Repeat exactly the lines of the listing below, please, starting with the first and ending with the line containing "if let Some(host)"; leave out the rest.
(MATERIAL FOR THIS EXERCISE)
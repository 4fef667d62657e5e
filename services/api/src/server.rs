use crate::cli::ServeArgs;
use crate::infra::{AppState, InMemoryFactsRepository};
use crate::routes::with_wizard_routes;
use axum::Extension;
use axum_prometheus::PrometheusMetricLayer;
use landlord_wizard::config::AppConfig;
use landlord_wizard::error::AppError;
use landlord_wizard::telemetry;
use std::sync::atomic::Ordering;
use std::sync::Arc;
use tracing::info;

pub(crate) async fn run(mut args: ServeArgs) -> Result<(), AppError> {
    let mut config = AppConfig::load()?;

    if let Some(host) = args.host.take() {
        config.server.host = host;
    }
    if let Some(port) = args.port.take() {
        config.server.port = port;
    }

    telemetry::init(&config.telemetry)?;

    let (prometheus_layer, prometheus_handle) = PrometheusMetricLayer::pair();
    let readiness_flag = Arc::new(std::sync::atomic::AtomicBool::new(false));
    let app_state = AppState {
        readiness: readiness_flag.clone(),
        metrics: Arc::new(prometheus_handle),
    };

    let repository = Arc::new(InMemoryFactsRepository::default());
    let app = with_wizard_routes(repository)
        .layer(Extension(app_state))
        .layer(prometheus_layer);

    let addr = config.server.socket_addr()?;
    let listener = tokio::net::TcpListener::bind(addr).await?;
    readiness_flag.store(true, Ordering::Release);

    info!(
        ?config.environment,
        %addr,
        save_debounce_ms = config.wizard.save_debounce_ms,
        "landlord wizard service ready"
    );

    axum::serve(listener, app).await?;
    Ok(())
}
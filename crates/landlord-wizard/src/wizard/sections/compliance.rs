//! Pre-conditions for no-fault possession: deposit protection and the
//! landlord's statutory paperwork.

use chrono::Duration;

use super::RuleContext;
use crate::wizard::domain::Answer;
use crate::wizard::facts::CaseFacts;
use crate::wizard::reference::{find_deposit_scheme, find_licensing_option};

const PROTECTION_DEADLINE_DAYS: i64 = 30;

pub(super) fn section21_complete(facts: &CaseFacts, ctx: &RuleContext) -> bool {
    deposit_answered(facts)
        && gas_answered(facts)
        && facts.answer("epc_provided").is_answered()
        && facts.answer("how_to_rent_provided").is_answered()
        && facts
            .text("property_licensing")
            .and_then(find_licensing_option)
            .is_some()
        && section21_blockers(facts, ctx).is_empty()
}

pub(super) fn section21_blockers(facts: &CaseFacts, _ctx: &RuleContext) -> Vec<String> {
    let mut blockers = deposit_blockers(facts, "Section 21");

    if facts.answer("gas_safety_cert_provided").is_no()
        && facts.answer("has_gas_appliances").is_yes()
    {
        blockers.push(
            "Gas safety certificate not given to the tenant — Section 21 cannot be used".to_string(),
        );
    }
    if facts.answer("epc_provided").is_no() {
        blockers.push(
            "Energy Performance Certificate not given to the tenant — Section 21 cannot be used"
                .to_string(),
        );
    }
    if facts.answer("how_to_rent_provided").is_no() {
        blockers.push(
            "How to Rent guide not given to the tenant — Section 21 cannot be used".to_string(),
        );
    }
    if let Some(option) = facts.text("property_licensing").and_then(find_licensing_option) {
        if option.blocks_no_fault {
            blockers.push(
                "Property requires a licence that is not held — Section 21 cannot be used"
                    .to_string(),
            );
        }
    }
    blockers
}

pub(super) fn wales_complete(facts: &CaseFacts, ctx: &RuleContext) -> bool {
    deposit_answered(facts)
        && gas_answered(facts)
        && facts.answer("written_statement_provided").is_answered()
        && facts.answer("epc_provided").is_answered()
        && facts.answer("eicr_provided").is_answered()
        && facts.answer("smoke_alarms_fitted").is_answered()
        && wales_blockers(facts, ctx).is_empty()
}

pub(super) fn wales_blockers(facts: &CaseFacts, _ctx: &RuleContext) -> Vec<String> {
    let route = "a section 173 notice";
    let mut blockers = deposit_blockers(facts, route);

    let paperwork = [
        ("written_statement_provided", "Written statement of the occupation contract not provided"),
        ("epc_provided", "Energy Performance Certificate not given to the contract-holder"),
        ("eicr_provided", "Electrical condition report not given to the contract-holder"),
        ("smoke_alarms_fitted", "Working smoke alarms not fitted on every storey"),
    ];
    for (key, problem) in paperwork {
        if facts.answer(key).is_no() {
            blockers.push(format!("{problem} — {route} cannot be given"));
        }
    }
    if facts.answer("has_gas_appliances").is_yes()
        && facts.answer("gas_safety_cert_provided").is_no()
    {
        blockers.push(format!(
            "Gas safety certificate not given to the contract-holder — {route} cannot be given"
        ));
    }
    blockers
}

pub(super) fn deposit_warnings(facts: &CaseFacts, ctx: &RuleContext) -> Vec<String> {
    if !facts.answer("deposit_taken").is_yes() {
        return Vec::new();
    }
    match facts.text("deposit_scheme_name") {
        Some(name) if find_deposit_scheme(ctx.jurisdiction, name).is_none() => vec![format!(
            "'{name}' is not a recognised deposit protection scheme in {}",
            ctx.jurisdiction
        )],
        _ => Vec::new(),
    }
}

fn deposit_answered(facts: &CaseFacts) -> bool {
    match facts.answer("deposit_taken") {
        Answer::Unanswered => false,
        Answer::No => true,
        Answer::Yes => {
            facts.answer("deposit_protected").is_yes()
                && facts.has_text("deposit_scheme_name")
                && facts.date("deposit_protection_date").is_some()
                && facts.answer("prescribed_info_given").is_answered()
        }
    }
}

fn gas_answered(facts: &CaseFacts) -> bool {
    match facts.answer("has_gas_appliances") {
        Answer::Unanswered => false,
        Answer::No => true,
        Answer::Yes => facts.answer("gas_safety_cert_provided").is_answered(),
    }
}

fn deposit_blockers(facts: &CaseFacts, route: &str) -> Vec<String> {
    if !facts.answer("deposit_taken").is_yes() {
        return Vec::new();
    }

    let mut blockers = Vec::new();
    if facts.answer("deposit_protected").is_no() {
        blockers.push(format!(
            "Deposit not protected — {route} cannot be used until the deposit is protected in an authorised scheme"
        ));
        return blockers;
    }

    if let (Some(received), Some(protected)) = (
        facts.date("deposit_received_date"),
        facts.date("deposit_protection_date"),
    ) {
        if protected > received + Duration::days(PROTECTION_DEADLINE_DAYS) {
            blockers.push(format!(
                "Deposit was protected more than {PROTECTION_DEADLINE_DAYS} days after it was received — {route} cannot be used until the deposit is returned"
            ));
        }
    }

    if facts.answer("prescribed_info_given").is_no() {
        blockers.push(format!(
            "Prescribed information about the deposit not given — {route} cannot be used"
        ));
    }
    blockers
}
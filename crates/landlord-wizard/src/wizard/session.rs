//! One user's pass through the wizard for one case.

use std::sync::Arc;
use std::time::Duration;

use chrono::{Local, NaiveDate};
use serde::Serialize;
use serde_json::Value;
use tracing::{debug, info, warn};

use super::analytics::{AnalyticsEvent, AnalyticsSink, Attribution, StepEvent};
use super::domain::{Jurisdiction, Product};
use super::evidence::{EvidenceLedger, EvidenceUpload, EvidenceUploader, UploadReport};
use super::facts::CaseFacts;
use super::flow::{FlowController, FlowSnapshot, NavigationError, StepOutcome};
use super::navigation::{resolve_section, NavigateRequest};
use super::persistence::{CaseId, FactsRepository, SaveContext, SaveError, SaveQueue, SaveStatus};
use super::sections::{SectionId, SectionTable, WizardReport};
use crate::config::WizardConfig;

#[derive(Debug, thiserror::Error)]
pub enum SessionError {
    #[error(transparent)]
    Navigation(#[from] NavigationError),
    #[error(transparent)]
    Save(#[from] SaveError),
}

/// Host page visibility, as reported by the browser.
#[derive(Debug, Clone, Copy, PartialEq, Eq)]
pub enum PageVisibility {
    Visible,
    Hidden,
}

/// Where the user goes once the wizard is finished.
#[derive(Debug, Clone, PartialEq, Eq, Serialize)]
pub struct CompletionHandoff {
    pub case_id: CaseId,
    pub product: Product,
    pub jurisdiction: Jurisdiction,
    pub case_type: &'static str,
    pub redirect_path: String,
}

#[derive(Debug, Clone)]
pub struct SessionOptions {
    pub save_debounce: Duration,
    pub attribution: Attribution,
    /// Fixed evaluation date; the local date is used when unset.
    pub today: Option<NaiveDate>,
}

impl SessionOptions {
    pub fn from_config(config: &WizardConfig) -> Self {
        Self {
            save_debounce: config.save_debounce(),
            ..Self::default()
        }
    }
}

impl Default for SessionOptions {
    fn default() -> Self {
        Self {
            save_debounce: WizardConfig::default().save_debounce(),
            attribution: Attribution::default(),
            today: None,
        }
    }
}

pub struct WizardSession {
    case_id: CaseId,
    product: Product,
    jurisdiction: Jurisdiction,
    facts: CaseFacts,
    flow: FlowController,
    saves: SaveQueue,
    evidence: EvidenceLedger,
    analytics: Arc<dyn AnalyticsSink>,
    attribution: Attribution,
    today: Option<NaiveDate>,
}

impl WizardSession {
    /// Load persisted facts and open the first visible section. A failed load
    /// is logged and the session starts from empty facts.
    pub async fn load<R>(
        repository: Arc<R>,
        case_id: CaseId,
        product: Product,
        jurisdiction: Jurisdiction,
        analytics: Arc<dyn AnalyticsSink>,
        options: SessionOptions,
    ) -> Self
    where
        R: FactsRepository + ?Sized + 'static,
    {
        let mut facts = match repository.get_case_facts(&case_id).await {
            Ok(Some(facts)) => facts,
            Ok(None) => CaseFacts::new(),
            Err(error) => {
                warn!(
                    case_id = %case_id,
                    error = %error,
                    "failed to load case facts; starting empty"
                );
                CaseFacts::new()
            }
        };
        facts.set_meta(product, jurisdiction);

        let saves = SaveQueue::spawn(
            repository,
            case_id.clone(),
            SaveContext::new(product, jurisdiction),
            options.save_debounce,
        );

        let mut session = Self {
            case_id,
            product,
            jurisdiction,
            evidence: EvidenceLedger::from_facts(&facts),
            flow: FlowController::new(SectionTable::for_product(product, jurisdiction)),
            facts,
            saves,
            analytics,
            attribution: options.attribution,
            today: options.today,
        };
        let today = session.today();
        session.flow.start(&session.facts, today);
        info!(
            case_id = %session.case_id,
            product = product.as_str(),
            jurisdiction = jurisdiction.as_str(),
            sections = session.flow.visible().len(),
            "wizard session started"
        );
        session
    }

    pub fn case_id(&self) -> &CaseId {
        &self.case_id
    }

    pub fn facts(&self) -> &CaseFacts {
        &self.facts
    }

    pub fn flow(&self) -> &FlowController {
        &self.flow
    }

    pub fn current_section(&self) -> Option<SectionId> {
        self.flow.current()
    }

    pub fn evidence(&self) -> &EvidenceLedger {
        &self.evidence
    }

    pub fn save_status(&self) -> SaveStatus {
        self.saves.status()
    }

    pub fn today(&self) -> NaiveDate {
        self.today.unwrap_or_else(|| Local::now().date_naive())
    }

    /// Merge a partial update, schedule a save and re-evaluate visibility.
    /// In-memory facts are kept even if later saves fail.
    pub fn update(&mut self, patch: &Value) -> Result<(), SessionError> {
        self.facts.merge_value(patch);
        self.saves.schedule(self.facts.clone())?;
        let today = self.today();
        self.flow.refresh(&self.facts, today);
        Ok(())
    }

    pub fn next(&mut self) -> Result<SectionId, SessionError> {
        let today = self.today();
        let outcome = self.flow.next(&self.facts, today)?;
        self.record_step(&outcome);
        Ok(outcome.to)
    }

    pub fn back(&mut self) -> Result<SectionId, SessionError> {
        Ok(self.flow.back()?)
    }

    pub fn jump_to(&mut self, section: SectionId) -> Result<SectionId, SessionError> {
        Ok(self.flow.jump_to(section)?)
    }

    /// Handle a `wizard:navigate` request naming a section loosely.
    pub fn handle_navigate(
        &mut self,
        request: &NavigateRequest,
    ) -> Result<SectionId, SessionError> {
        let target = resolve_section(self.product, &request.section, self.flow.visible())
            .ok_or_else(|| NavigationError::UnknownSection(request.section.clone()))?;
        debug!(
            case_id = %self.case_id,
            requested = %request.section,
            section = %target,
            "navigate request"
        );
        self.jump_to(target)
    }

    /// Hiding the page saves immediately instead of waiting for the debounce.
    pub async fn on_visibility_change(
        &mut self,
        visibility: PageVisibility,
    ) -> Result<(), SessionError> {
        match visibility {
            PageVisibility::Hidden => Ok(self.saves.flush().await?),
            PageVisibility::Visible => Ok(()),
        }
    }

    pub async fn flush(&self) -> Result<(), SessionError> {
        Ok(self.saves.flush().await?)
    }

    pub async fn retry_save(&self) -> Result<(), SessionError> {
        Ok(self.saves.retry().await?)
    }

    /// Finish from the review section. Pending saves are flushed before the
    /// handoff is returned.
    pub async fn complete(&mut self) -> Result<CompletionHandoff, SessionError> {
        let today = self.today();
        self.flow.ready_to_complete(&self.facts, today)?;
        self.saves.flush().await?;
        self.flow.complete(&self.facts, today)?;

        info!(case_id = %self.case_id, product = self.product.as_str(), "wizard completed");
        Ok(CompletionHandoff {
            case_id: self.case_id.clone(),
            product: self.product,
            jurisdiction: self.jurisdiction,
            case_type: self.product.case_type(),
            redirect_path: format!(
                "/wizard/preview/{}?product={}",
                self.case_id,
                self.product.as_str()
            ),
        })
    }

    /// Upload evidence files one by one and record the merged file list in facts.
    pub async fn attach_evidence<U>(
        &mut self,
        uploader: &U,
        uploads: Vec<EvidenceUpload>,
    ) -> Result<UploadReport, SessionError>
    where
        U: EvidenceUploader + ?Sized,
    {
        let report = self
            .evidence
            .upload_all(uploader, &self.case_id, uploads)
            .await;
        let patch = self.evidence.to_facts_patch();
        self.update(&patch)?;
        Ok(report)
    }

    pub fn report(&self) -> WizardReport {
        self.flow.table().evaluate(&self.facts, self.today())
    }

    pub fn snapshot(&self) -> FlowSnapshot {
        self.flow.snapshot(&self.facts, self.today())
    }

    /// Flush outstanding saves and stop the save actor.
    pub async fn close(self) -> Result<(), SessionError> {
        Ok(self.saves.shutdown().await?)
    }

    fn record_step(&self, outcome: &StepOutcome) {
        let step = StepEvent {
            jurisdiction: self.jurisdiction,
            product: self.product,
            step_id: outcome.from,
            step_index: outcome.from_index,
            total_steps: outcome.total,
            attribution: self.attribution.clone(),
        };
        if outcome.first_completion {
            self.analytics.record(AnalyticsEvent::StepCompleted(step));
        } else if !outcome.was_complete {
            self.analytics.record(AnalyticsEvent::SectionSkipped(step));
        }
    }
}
(End MATERIAL FOR THIS EXERCISE)
• REPLY:
repository 4fef667d62657e5e
filename services/api/src/server.rs
use crate::cli::ServeArgs;
use crate::infra::{AppState, InMemoryFactsRepository};
use crate::routes::with_wizard_routes;
use axum::Extension;
use axum_prometheus::PrometheusMetricLayer;
use landlord_wizard::config::AppConfig;
use landlord_wizard::error::AppError;
use landlord_wizard::telemetry;
use std::sync::atomic::Ordering;
use std::sync::Arc;
use tracing::info;

pub(crate) async fn run(mut args: ServeArgs) -> Result<(), AppError> {
    let mut config = AppConfig::load()?;

    if let Some(host) = args.host.take() {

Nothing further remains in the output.